- WHAT TO PRODUCE
Down to the last character, transcribe every record.
━━━ SOURCE MATERIAL ━━━
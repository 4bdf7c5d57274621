//! # User Profile HTTP Handlers
//!
//! 프로필 생성/조회/수정과 팔로우 관계를 다루는 엔드포인트입니다.
//! 모두 `/api/users` 스코프(인증 필수)에 등록됩니다.
//!
//! | 메서드 | 경로 | 설명 |
//! |--------|------|------|
//! | `POST` | `/api/users` | 내 프로필 생성 |
//! | `GET` | `/api/users/me` | 내 프로필 |
//! | `PUT` | `/api/users/me` | 내 프로필 부분 수정 |
//! | `GET` | `/api/users/me/courses` | 수강 중인 강좌 |
//! | `GET` | `/api/users/{id}` | 공개 프로필 |
//! | `POST` / `DELETE` | `/api/users/{id}/follow` | 팔로우 / 언팔로우 |
//! | `GET` | `/api/users/{id}/followers` | 팔로워 목록 |
//! | `GET` | `/api/users/{id}/following` | 팔로잉 목록 |
//!
//! `/me` 경로는 `/{id}`보다 먼저 등록해야 합니다.

use actix_web::{delete, get, post, put, web, HttpResponse};
use validator::Validate;
use crate::core::errors::{validation_error, AppError};
use crate::domain::dto::common::{PaginatedResponse, PaginationQuery};
use crate::domain::dto::courses::CourseSummary;
use crate::domain::dto::users::{
    CreateProfileRequest, FollowResponse, ProfileResponse, UpdateProfileRequest, UserResponse, UserSummary,
};
use crate::domain::models::auth::AuthenticatedUser;
use crate::services::users::UserService;

/// 내 프로필 생성
///
/// Clerk 가입 직후 한 번 호출합니다. 이메일을 생략하면 세션 토큰의 이메일을 씁니다.
///
/// ```bash
/// curl -X POST http://localhost:8080/api/users \
///   -H "Authorization: Bearer $TOKEN" \
///   -H "Content-Type: application/json" \
///   -d '{ "username": "rustacean", "display_name": "Ferris" }'
/// ```
#[utoipa::path(
    post,
    path = "/api/users",
    tag = "users",
    request_body = CreateProfileRequest,
    responses(
        (status = 201, body = ProfileResponse),
        (status = 400, description = "입력 검증 실패"),
        (status = 409, description = "이미 프로필이 있거나 사용자명 중복"),
    )
)]
#[post("")]
pub async fn create_profile(
    auth: AuthenticatedUser,
    payload: web::Json<CreateProfileRequest>,
) -> Result<HttpResponse, AppError> {
    payload.validate().map_err(validation_error)?;

    let service = UserService::instance();
    let response = service.create_profile(&auth, payload.into_inner()).await?;

    Ok(HttpResponse::Created().json(response))
}

#[utoipa::path(
    get,
    path = "/api/users/me",
    tag = "users",
    responses((status = 200, body = ProfileResponse), (status = 404, description = "프로필 없음"))
)]
#[get("/me")]
pub async fn get_me(auth: AuthenticatedUser) -> Result<HttpResponse, AppError> {
    let response = UserService::instance().get_me(&auth).await?;
    Ok(HttpResponse::Ok().json(response))
}

/// 내 프로필 수정. 보낸 필드만 바뀝니다.
#[utoipa::path(
    put,
    path = "/api/users/me",
    tag = "users",
    request_body = UpdateProfileRequest,
    responses((status = 200, body = ProfileResponse), (status = 409, description = "사용자명 중복"))
)]
#[put("/me")]
pub async fn update_me(
    auth: AuthenticatedUser,
    payload: web::Json<UpdateProfileRequest>,
) -> Result<HttpResponse, AppError> {
    payload.validate().map_err(validation_error)?;

    let response = UserService::instance().update_me(&auth, payload.into_inner()).await?;
    Ok(HttpResponse::Ok().json(response))
}

#[utoipa::path(
    get,
    path = "/api/users/me/courses",
    tag = "users",
    responses((status = 200, body = Vec<CourseSummary>))
)]
#[get("/me/courses")]
pub async fn my_courses(auth: AuthenticatedUser) -> Result<HttpResponse, AppError> {
    let response = UserService::instance().my_courses(&auth).await?;
    Ok(HttpResponse::Ok().json(response))
}

#[utoipa::path(
    get,
    path = "/api/users/{id}",
    tag = "users",
    params(("id" = String, Path, description = "사용자 ID")),
    responses((status = 200, body = UserResponse), (status = 404, description = "사용자 없음"))
)]
#[get("/{id}")]
pub async fn get_user(path: web::Path<String>) -> Result<HttpResponse, AppError> {
    let response = UserService::instance().get_public(&path).await?;
    Ok(HttpResponse::Ok().json(response))
}

/// 팔로우
///
/// 자기 자신은 400, 이미 팔로우 중이면 409입니다.
#[utoipa::path(
    post,
    path = "/api/users/{id}/follow",
    tag = "users",
    params(("id" = String, Path, description = "팔로우할 사용자 ID")),
    responses(
        (status = 200, body = FollowResponse),
        (status = 400, description = "자기 자신"),
        (status = 404, description = "사용자 없음"),
        (status = 409, description = "이미 팔로우 중"),
    )
)]
#[post("/{id}/follow")]
pub async fn follow(auth: AuthenticatedUser, path: web::Path<String>) -> Result<HttpResponse, AppError> {
    let response = UserService::instance().follow(&auth, &path).await?;
    Ok(HttpResponse::Ok().json(response))
}

#[utoipa::path(
    delete,
    path = "/api/users/{id}/follow",
    tag = "users",
    params(("id" = String, Path, description = "언팔로우할 사용자 ID")),
    responses((status = 200, body = FollowResponse), (status = 400, description = "팔로우 중이 아님"))
)]
#[delete("/{id}/follow")]
pub async fn unfollow(auth: AuthenticatedUser, path: web::Path<String>) -> Result<HttpResponse, AppError> {
    let response = UserService::instance().unfollow(&auth, &path).await?;
    Ok(HttpResponse::Ok().json(response))
}

#[utoipa::path(
    get,
    path = "/api/users/{id}/followers",
    tag = "users",
    params(("id" = String, Path, description = "사용자 ID"), PaginationQuery),
    responses((status = 200, body = PaginatedResponse<UserSummary>))
)]
#[get("/{id}/followers")]
pub async fn followers(
    path: web::Path<String>,
    page: web::Query<PaginationQuery>,
) -> Result<HttpResponse, AppError> {
    let response = UserService::instance().followers(&path, &page).await?;
    Ok(HttpResponse::Ok().json(response))
}

#[utoipa::path(
    get,
    path = "/api/users/{id}/following",
    tag = "users",
    params(("id" = String, Path, description = "사용자 ID"), PaginationQuery),
    responses((status = 200, body = PaginatedResponse<UserSummary>))
)]
#[get("/{id}/following")]
pub async fn following(
    path: web::Path<String>,
    page: web::Query<PaginationQuery>,
) -> Result<HttpResponse, AppError> {
    let response = UserService::instance().following(&path, &page).await?;
    Ok(HttpResponse::Ok().json(response))
}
━━━
- THE ANSWER
repository 4bdf7c5d57274621
//! # User Profile HTTP Handlers
//!
//! 프로필 생성/조회/수정과 팔로우 관계를 다루는 엔드포인트입니다.
//! 모두 `/api/users` 스코프(인증 필수)에 등록됩니다.
//!
//! | 메서드 | 경로 | 설명 |
//! |--------|------|------|
//! | `POST` | `/api/users` | 내 프로필 생성 |
//! | `GET` | `/api/users/me` | 내 프로필 |
//! | `PUT` | `/api/users/me` | 내 프로필 부분 수정 |
//! | `GET` | `/api/users/me/courses` | 수강 중인 강좌 |
//! | `GET` | `/api/users/{id}` | 공개 프로필 |
//! | `POST` / `DELETE` | `/api/users/{id}/follow` | 팔로우 / 언팔로우 |
//! | `GET` | `/api/users/{id}/followers` | 팔로워 목록 |
//! | `GET` | `/api/users/{id}/following` | 팔로잉 목록 |
//!
//! `/me` 경로는 `/{id}`보다 먼저 등록해야 합니다.

use actix_web::{delete, get, post, put, web, HttpResponse};
use validator::Validate;
use crate::core::errors::{validation_error, AppError};
use crate::domain::dto::common::{PaginatedResponse, PaginationQuery};
use crate::domain::dto::courses::CourseSummary;
use crate::domain::dto::users::{
    CreateProfileRequest, FollowResponse, ProfileResponse, UpdateProfileRequest, UserResponse, UserSummary,
};
use crate::domain::models::auth::AuthenticatedUser;
use crate::services::users::UserService;

/// 내 프로필 생성
///
/// Clerk 가입 직후 한 번 호출합니다. 이메일을 생략하면 세션 토큰의 이메일을 씁니다.
///
/// ```bash
/// curl -X POST http://localhost:8080/api/users \
///   -H "Authorization: Bearer $TOKEN" \
///   -H "Content-Type: application/json" \
///   -d '{ "username": "rustacean", "display_name": "Ferris" }'
/// ```
#[utoipa::path(
    post,
    path = "/api/users",
    tag = "users",
    request_body = CreateProfileRequest,
    responses(
        (status = 201, body = ProfileResponse),
        (status = 400, description = "입력 검증 실패"),
        (status = 409, description = "이미 프로필이 있거나 사용자명 중복"),
    )
)]
#[post("")]
pub async fn create_profile(
    auth: AuthenticatedUser,
    payload: web::Json<CreateProfileRequest>,
) -> Result<HttpResponse, AppError> {
    payload.validate().map_err(validation_error)?;

    let service = UserService::instance();
    let response = service.create_profile(&auth, payload.into_inner()).await?;

    Ok(HttpResponse::Created().json(response))
}

#[utoipa::path(
    get,
    path = "/api/users/me",
    tag = "users",
    responses((status = 200, body = ProfileResponse), (status = 404, description = "프로필 없음"))
)]
#[get("/me")]
pub async fn get_me(auth: AuthenticatedUser) -> Result<HttpResponse, AppError> {
    let response = UserService::instance().get_me(&auth).await?;
    Ok(HttpResponse::Ok().json(response))
}

/// 내 프로필 수정. 보낸 필드만 바뀝니다.
#[utoipa::path(
    put,
    path = "/api/users/me",
    tag = "users",
    request_body = UpdateProfileRequest,
    responses((status = 200, body = ProfileResponse), (status = 409, description = "사용자명 중복"))
)]
#[put("/me")]
pub async fn update_me(
    auth: AuthenticatedUser,
    payload: web::Json<UpdateProfileRequest>,
) -> Result<HttpResponse, AppError> {
    payload.validate().map_err(validation_error)?;

    let response = UserService::instance().update_me(&auth, payload.into_inner()).await?;
    Ok(HttpResponse::Ok().json(response))
}

#[utoipa::path(
    get,
    path = "/api/users/me/courses",
    tag = "users",
    responses((status = 200, body = Vec<CourseSummary>))
)]
#[get("/me/courses")]
pub async fn my_courses(auth: AuthenticatedUser) -> Result<HttpResponse, AppError> {
    let response = UserService::instance().my_courses(&auth).await?;
    Ok(HttpResponse::Ok().json(response))
}

#[utoipa::path(
    get,
    path = "/api/users/{id}",
    tag = "users",
    params(("id" = String, Path, description = "사용자 ID")),
    responses((status = 200, body = UserResponse), (status = 404, description = "사용자 없음"))
)]
#[get("/{id}")]
pub async fn get_user(path: web::Path<String>) -> Result<HttpResponse, AppError> {
    let response = UserService::instance().get_public(&path).await?;
    Ok(HttpResponse::Ok().json(response))
}

/// 팔로우
///
/// 자기 자신은 400, 이미 팔로우 중이면 409입니다.
#[utoipa::path(
    post,
    path = "/api/users/{id}/follow",
    tag = "users",
    params(("id" = String, Path, description = "팔로우할 사용자 ID")),
    responses(
        (status = 200, body = FollowResponse),
        (status = 400, description = "자기 자신"),
        (status = 404, description = "사용자 없음"),
        (status = 409, description = "이미 팔로우 중"),
    )
)]
#[post("/{id}/follow")]
pub async fn follow(auth: AuthenticatedUser, path: web::Path<String>) -> Result<HttpResponse, AppError> {
    let response = UserService::instance().follow(&auth, &path).await?;
    Ok(HttpResponse::Ok().json(response))
}

#[utoipa::path(
    delete,
    path = "/api/users/{id}/follow",
    tag = "users",
    params(("id" = String, Path, description = "언팔로우할 사용자 ID")),
    responses((status = 200, body = FollowResponse), (status = 400, description = "팔로우 중이 아님"))
)]
#[delete("/{id}/follow")]
pub async fn unfollow(auth: AuthenticatedUser, path: web::Path<String>) -> Result<HttpResponse, AppError> {
    let response = UserService::instance().unfollow(&auth, &path).await?;
    Ok(HttpResponse::Ok().json(response))
}

#[utoipa::path(
    get,
    path = "/api/users/{id}/followers",
    tag = "users",
    params(("id" = String, Path, description = "사용자 ID"), PaginationQuery),
    responses((status = 200, body = PaginatedResponse<UserSummary>))
)]
#[get("/{id}/followers")]
pub async fn followers(
    path: web::Path<String>,
    page: web::Query<PaginationQuery>,
) -> Result<HttpResponse, AppError> {
    let response = UserService::instance().followers(&path, &page).await?;
    Ok(HttpResponse::Ok().json(response))
}

#[utoipa::path(
    get,
    path = "/api/users/{id}/following",
    tag = "users",
    params(("id" = String, Path, description = "사용자 ID"), PaginationQuery),
    responses((status = 200, body = PaginatedResponse<UserSummary>))
)]
#[get("/{id}/following")]
pub async fn following(
    path: web::Path<String>,
    page: web::Query<PaginationQuery>,
) -> Result<HttpResponse, AppError> {
    let response = UserService::instance().following(&path, &page).await?;
    Ok(HttpResponse::Ok().json(response))
}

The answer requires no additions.